Alles nur Theaterdonner

Lange sah es so aus, als ob sich die große Koalition in Kiel über den Haushalt ernsthaft streiten würde. Nun ist der Rauch verflogen, und die Zahlen sind auf dem Tisch: Gespart wird an vielen Stellen, aber manche trifft es härter als andere

„Wenn wir noch härtere Einschnitte gemacht hätten, wäre es uns um die Ohren geflogen“, sagte Ministerpräsident Peter Harry Carstensen über den Haushaltsplan des Landes für die beiden kommenden Jahre. Gestern beschloss Kabinett das Paket – offenkundig einhellig und „außerordentlich konstruktiv“, wie Finanzminister Rainer Wiegard (CDU) sagte.

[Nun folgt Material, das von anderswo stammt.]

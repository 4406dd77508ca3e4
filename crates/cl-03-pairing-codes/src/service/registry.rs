//! # Pairing Code Registry
//!
//! Issue and validate operations. Every mutation is one store transaction.

use super::lifecycle::check_code;
use crate::domain::{normalize_code, IssuedCode, PairingCodeConfig, PairingError, ValidatedCode};
use crate::ports::CodeSource;
use cl_01_document_store::Store;
use shared_types::entities::{Account, AccountId, DeactivationReason, PairingCode};
use shared_types::Clock;
use std::sync::Arc;
use tracing::{debug, info, warn};

enum Issue {
    Issued(IssuedCode),
    Collision,
}

/// Pairing code registry.
pub struct PairingCodeRegistry {
    store: Store,
    clock: Arc<dyn Clock>,
    codes: Arc<dyn CodeSource>,
    config: PairingCodeConfig,
}

impl PairingCodeRegistry {
    /// Create a registry.
    pub fn new(
        store: Store,
        clock: Arc<dyn Clock>,
        codes: Arc<dyn CodeSource>,
        config: PairingCodeConfig,
    ) -> Self {
        Self {
            store,
            clock,
            codes,
            config,
        }
    }

    /// Active configuration.
    #[must_use]
    pub fn config(&self) -> &PairingCodeConfig {
        &self.config
    }

    /// Canonicalize a client token with the configured length.
    pub fn normalize(&self, raw: &str) -> Result<String, PairingError> {
        normalize_code(raw, self.config.code_length)
    }

    /// Return the owner's open code, or mint a new one.
    ///
    /// An owner who currently has a partner cannot issue a code. A stale code
    /// the owner still points at is retired in the same transaction that
    /// mints its replacement.
    pub async fn issue_code(&self, owner_id: &AccountId) -> Result<IssuedCode, PairingError> {
        let attempts = self.config.max_generation_attempts.max(1);

        for attempt in 1..=attempts {
            let candidate = self.codes.next_code(self.config.code_length);
            let now = self.clock.now();
            let ttl = self.config.ttl;

            let outcome = self
                .store
                .run_transaction(|tx| {
                    let Some(mut owner) = tx.get::<Account>(owner_id.as_str())? else {
                        return Err(PairingError::AccountMissing);
                    };
                    if owner.partner_id.is_some() {
                        return Err(PairingError::AlreadyConnected);
                    }

                    if let Some(current) = owner.active_pairing_code.clone() {
                        match tx.get::<PairingCode>(&current)? {
                            Some(code) if code.owner_id == owner.id && code.is_open(now) => {
                                return Ok(Issue::Issued(IssuedCode {
                                    code: code.code,
                                    expires_at: code.expires_at,
                                    reused: true,
                                }));
                            }
                            Some(mut code) if code.owner_id == owner.id && code.is_active => {
                                let reason = if code.is_expired(now) {
                                    DeactivationReason::Expired
                                } else {
                                    DeactivationReason::Superseded
                                };
                                code.deactivate(reason, now);
                                tx.set(&code)?;
                            }
                            _ => {}
                        }
                    }

                    if tx.get::<PairingCode>(&candidate)?.is_some() {
                        return Ok(Issue::Collision);
                    }

                    let code = PairingCode::issue(candidate.clone(), owner.id.clone(), now, ttl);
                    tx.create(&code)?;
                    owner.active_pairing_code = Some(candidate.clone());
                    tx.set(&owner)?;

                    Ok(Issue::Issued(IssuedCode {
                        code: code.code,
                        expires_at: code.expires_at,
                        reused: false,
                    }))
                })
                .await?;

            match outcome {
                Issue::Issued(issued) => {
                    if issued.reused {
                        debug!(owner = %owner_id, "Returning existing pairing code");
                    } else {
                        info!(owner = %owner_id, expires_at = %issued.expires_at, "Pairing code issued");
                    }
                    return Ok(issued);
                }
                Issue::Collision => {
                    debug!(owner = %owner_id, attempt, "Pairing code collision");
                    if let Some(pause) = self.config.collision_backoff {
                        tokio::time::sleep(pause).await;
                    }
                }
            }
        }

        warn!(owner = %owner_id, attempts, "Pairing code generation exhausted");
        Err(PairingError::GenerationExhausted { attempts })
    }

    /// Check whether `requester_id` could connect through `raw_code`.
    ///
    /// An expired code, or one whose owner no longer exists, is retired as a
    /// side effect even though the call reports a rejection.
    pub async fn validate_code(
        &self,
        raw_code: &str,
        requester_id: &AccountId,
    ) -> Result<ValidatedCode, PairingError> {
        let token = self.normalize(raw_code)?;
        let now = self.clock.now();

        let verdict = self
            .store
            .run_transaction(|tx| {
                let verdict = check_code(tx, &token, requester_id, now)?;
                let heal = match &verdict {
                    Err(PairingError::Expired) => Some(DeactivationReason::Expired),
                    Err(PairingError::OwnerMissing) => Some(DeactivationReason::OwnerMissing),
                    _ => None,
                };
                if let Some(reason) = heal {
                    if let Some(mut code) = tx.get::<PairingCode>(&token)? {
                        code.deactivate(reason, now);
                        tx.set(&code)?;
                    }
                }
                Ok::<_, PairingError>(verdict)
            })
            .await?;

        match verdict {
            Ok(checked) => {
                debug!(code = %token, requester = %requester_id, "Pairing code valid");
                Ok(ValidatedCode {
                    code: checked.code.code,
                    owner_id: checked.owner.id,
                    owner_name: checked.owner.display_name,
                    expires_at: checked.code.expires_at,
                })
            }
            Err(rejection) => {
                if matches!(rejection, PairingError::Expired | PairingError::OwnerMissing) {
                    warn!(code = %token, reason = %rejection, "Retired pairing code on read");
                } else {
                    debug!(code = %token, requester = %requester_id, reason = %rejection, "Pairing code rejected");
                }
                Err(rejection)
            }
        }
    }

    /// Read a code without side effects.
    pub fn get_code(&self, raw_code: &str) -> Result<Option<PairingCode>, PairingError> {
        let token = self.normalize(raw_code)?;
        Ok(self.store.get::<PairingCode>(&token)?)
    }
}

#[cfg(test)]
mod tests {
    use super::*;
    use crate::adapters::SequenceCodeSource;
    use chrono::Duration;
    use cl_01_document_store::InMemoryDocumentStore;
    use shared_types::ManualClock;

    const DEFAULT_ATTEMPTS: u32 = crate::domain::DEFAULT_MAX_GENERATION_ATTEMPTS;

    struct Fixture {
        registry: PairingCodeRegistry,
        store: Store,
        clock: Arc<ManualClock>,
        codes: Arc<SequenceCodeSource>,
        backend: Arc<InMemoryDocumentStore>,
    }

    fn fixture() -> Fixture {
        let (store, backend) = Store::in_memory();
        let clock = Arc::new(ManualClock::at_unix(1_700_000_000));
        let codes = Arc::new(SequenceCodeSource::default());
        let config = PairingCodeConfig {
            collision_backoff: None,
            ..PairingCodeConfig::default()
        };
        let registry =
            PairingCodeRegistry::new(store.clone(), clock.clone(), codes.clone(), config);
        Fixture {
            registry,
            store,
            clock,
            codes,
            backend,
        }
    }

    async fn seed(f: &Fixture, id: &str, name: &str) {
        f.store
            .upsert(&Account::new(id, Some(name.to_string()), f.clock.now()))
            .await
            .unwrap();
    }

    fn id(raw: &str) -> AccountId {
        AccountId::from(raw)
    }

    #[tokio::test]
    async fn test_issue_is_idempotent() {
        let f = fixture();
        seed(&f, "a", "Ana").await;
        f.codes.push("12345678");
        f.codes.push("87654321");

        let first = f.registry.issue_code(&id("a")).await.unwrap();
        let second = f.registry.issue_code(&id("a")).await.unwrap();

        assert_eq!(first.code, "12345678");
        assert_eq!(second.code, "12345678");
        assert!(second.reused);
    }

    #[tokio::test]
    async fn test_issue_retries_on_collision() {
        let f = fixture();
        seed(&f, "a", "Ana").await;
        seed(&f, "b", "Ben").await;
        f.codes.push("11111111");
        f.codes.push("11111111");
        f.codes.push("22222222");

        f.registry.issue_code(&id("a")).await.unwrap();
        let issued = f.registry.issue_code(&id("b")).await.unwrap();

        assert_eq!(issued.code, "22222222");
    }

    #[tokio::test]
    async fn test_issue_gives_up_after_bounded_attempts() {
        let f = fixture();
        seed(&f, "a", "Ana").await;
        seed(&f, "b", "Ben").await;
        f.codes.push("11111111");
        f.registry.issue_code(&id("a")).await.unwrap();
        for _ in 0..DEFAULT_ATTEMPTS {
            f.codes.push("11111111");
        }

        let err = f.registry.issue_code(&id("b")).await.unwrap_err();
        assert_eq!(err, PairingError::GenerationExhausted { attempts: DEFAULT_ATTEMPTS });
    }


    #[tokio::test]
    async fn test_expired_code_replaced_on_issue() {
        let f = fixture();
        seed(&f, "a", "Ana").await;
        f.codes.push("12345678");
        f.codes.push("87654321");

        f.registry.issue_code(&id("a")).await.unwrap();
        f.clock.advance(Duration::hours(25));
        let fresh = f.registry.issue_code(&id("a")).await.unwrap();

        assert_eq!(fresh.code, "87654321");
        let old: PairingCode = f.store.get("12345678").unwrap().unwrap();
        assert!(!old.is_active);
        assert_eq!(old.deactivation_reason, Some(DeactivationReason::Expired));
    }

    #[tokio::test]
    async fn test_paired_owner_cannot_issue() {
        let f = fixture();
        let mut a = Account::new("a", None, f.clock.now());
        a.partner_id = Some(id("b"));
        f.store.upsert(&a).await.unwrap();

        let err = f.registry.issue_code(&id("a")).await.unwrap_err();
        assert_eq!(err, PairingError::AlreadyConnected);
    }

    #[tokio::test]
    async fn test_validate_returns_owner() {
        let f = fixture();
        seed(&f, "a", "Ana").await;
        seed(&f, "b", "Ben").await;
        f.codes.push("12345678");
        f.registry.issue_code(&id("a")).await.unwrap();

        let valid = f.registry.validate_code("12345678", &id("b")).await.unwrap();
        assert_eq!(valid.owner_id, id("a"));
        assert_eq!(valid.owner_name.as_deref(), Some("Ana"));
    }

    #[tokio::test]
    async fn test_expired_code_self_heals_on_validate() {
        let f = fixture();
        seed(&f, "a", "Ana").await;
        seed(&f, "b", "Ben").await;
        f.codes.push("12345678");
        f.registry.issue_code(&id("a")).await.unwrap();
        f.clock.advance(Duration::hours(24));

        let err = f.registry.validate_code("12345678", &id("b")).await.unwrap_err();
        assert_eq!(err, PairingError::Expired);

        let code: PairingCode = f.store.get("12345678").unwrap().unwrap();
        assert!(!code.is_active);

        // Repeat is harmless and reports the retired state.
        let again = f.registry.validate_code("12345678", &id("b")).await.unwrap_err();
        assert_eq!(again, PairingError::Inactive);
    }

    #[tokio::test]
    async fn test_orphaned_code_self_heals_on_validate() {
        let f = fixture();
        seed(&f, "b", "Ben").await;
        let code = PairingCode::issue("12345678".into(), id("ghost"), f.clock.now(), Duration::hours(1));
        f.store.upsert(&code).await.unwrap();

        let err = f.registry.validate_code("12345678", &id("b")).await.unwrap_err();
        assert_eq!(err, PairingError::OwnerMissing);

        let code: PairingCode = f.store.get("12345678").unwrap().unwrap();
        assert_eq!(code.deactivation_reason, Some(DeactivationReason::OwnerMissing));
    }

    #[tokio::test]
    async fn test_validate_rejections() {
        let f = fixture();
        seed(&f, "a", "Ana").await;
        f.codes.push("12345678");
        f.registry.issue_code(&id("a")).await.unwrap();

        assert_eq!(
            f.registry.validate_code("99999999", &id("a")).await.unwrap_err(),
            PairingError::NotFound
        );
        assert_eq!(
            f.registry.validate_code("12345678", &id("a")).await.unwrap_err(),
            PairingError::SelfConnection
        );
        assert_eq!(
            f.registry.validate_code("12-34", &id("a")).await.unwrap_err(),
            PairingError::InvalidCode
        );
    }

    #[tokio::test]
    async fn test_store_outage_is_internal() {
        let f = fixture();
        f.backend.set_available(false);

        let err = f.registry.validate_code("12345678", &id("b")).await.unwrap_err();
        assert!(matches!(err, PairingError::Store(_)));
        assert!(!err.is_rejection());
    }
}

Seit Wochen berieten die Protagonisten beider Parteien die Details, mit teilweise heftigem Getöse, zwischendurch wurde sogar das Ende der Koalition prophezeit. Davon blieb nur Theaterdonner: An den seit Wochen bekannten Fakten hat sich nichts geändert. Gespart wird in den drei Bereichen Kommunen (120 Euro pro Haushaltsjahr), Landesbedienstete (100 Millionen) und Einzeletats der Ministerien (80 Millionen Euro). Die Neuverschuldung soll um 250 Millionen Euro sinken – der Haushalt bleibt aber in den tiefroten Zahlen und ist nicht verfassungsgemäß.

Bei der Umsetzung haben beide Seiten ein wenig nachgegeben: Die SPD hat inhaltliche Abstriche gemacht, die CDU weicht von der Zusage ab, die Einschnitte bei den Kommunen durch die Streichung kommunaler Aufgaben vollständig auszugleichen.

An ihren Schwerpunkten will die Regierung festhalten: Wirtschaft, Bildung und Beschäftigung. Auch die soziale Infrastruktur bleibe intakt. Dennoch wird es harte Einschnitte geben. So bleibt bei den Kommunen nach den bisherigen Zahlen ein Minus von 20 Millionen Euro, das aus dem Kommunalen Investitionsfonds gestopft werden soll. Innenminister Ralf Stegner (SPD) sagte: „Dass es die Kommunen hart trifft, stimmt. Dass das Land noch viel schlechter dran ist, stimmt auch. Und dass der Bürger alles aus seinen Steuern zahlt, stimmt ohnehin.“

„Wir können nicht sanieren, ohne jemanden zu treffen“, sagte Finanzminister Wiegard. Aber angesichts der Schuldenlage des Landes sei ein anderer Weg nicht möglich. Kritiker sehen allerdings einige Bereiche und Gruppen härter getroffen als andere: „Die große Koalition hat einen faulen Kompromiss geschlossen, der zu Lasten der Kommunen, der Familien mit Kindern und der Umwelt gehen wird“, kritisierte die Grünen-Landesvorsitzende Marlies Fritzen, nachdem am Sonntag erste Ergebnisse bekannt geworden waren. Die Gewerkschaft Erziehung und Wissenschaft protestierte gegen Pläne, probeweise in einigen Kreisen weniger Personal in Kindergärten einzusetzen. Noch nicht bis in die Einzelheiten bekannt ist, wie die Ministerien die 80 Millionen Euro jährlich einsparen wollen. Es geht um freiwillige Leistungen der Häuser – beispielsweise Zuschüsse zu Vereinen und anderen Gruppen. Betroffen sei „eine unendliche Vielzahl von Dingen“, sagte Wiegard. Genannt wurden unter anderem 217.000 Euro weniger „Repräsentationsmittel Staatskanzlei“, aber auch 600.000 Euro weniger für das Freiwillige Ökologische Jahr. Stark betroffen sind Frauenberatungsstellen. Dazu passt, dass Kommunen, die eigentlich eine hauptamtliche Gleichstellungsbeauftragte einstellen müssten, sich bis 2010 mit Ehrenamtlerinnen behelfen dürfen.